* _TASK TO COMPLETE_
Say how many lines in the entries hold the string "Result", giving the number by itself.

* _EXTRACTED ENTRIES_
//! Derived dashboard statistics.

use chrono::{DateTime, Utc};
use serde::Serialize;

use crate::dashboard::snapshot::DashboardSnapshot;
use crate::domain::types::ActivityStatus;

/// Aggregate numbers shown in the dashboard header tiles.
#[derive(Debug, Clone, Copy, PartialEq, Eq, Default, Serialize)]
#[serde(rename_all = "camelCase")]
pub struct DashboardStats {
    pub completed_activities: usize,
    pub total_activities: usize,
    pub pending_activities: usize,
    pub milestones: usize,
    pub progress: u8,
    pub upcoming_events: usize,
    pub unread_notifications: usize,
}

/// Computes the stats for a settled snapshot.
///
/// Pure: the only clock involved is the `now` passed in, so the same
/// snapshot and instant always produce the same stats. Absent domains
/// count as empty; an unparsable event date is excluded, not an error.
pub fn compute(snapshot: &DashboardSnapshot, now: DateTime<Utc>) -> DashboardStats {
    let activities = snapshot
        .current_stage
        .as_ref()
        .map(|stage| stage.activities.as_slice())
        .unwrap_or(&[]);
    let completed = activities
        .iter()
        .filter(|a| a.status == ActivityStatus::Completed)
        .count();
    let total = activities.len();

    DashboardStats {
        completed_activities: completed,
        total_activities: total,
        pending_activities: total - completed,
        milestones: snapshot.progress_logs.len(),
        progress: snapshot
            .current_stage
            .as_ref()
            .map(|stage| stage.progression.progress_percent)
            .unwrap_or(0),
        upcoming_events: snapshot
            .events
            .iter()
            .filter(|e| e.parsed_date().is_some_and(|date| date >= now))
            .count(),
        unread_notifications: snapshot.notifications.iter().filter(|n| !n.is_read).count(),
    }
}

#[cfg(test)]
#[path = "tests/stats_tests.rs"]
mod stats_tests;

...

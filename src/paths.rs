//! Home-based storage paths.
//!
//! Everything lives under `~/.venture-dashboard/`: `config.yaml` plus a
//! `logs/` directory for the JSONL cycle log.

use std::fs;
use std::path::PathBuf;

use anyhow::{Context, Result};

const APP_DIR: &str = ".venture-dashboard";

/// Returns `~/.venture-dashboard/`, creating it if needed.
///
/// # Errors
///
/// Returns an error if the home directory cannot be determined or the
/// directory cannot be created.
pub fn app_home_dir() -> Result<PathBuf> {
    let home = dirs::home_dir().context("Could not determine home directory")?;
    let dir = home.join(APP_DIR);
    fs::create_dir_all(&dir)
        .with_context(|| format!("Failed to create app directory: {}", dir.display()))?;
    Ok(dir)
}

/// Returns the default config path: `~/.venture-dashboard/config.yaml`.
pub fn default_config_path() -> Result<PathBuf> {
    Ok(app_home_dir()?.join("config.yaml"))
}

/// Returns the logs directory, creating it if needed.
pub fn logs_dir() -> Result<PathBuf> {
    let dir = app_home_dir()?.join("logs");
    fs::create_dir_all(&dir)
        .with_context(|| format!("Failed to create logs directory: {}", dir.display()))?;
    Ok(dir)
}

* _REPLY_
4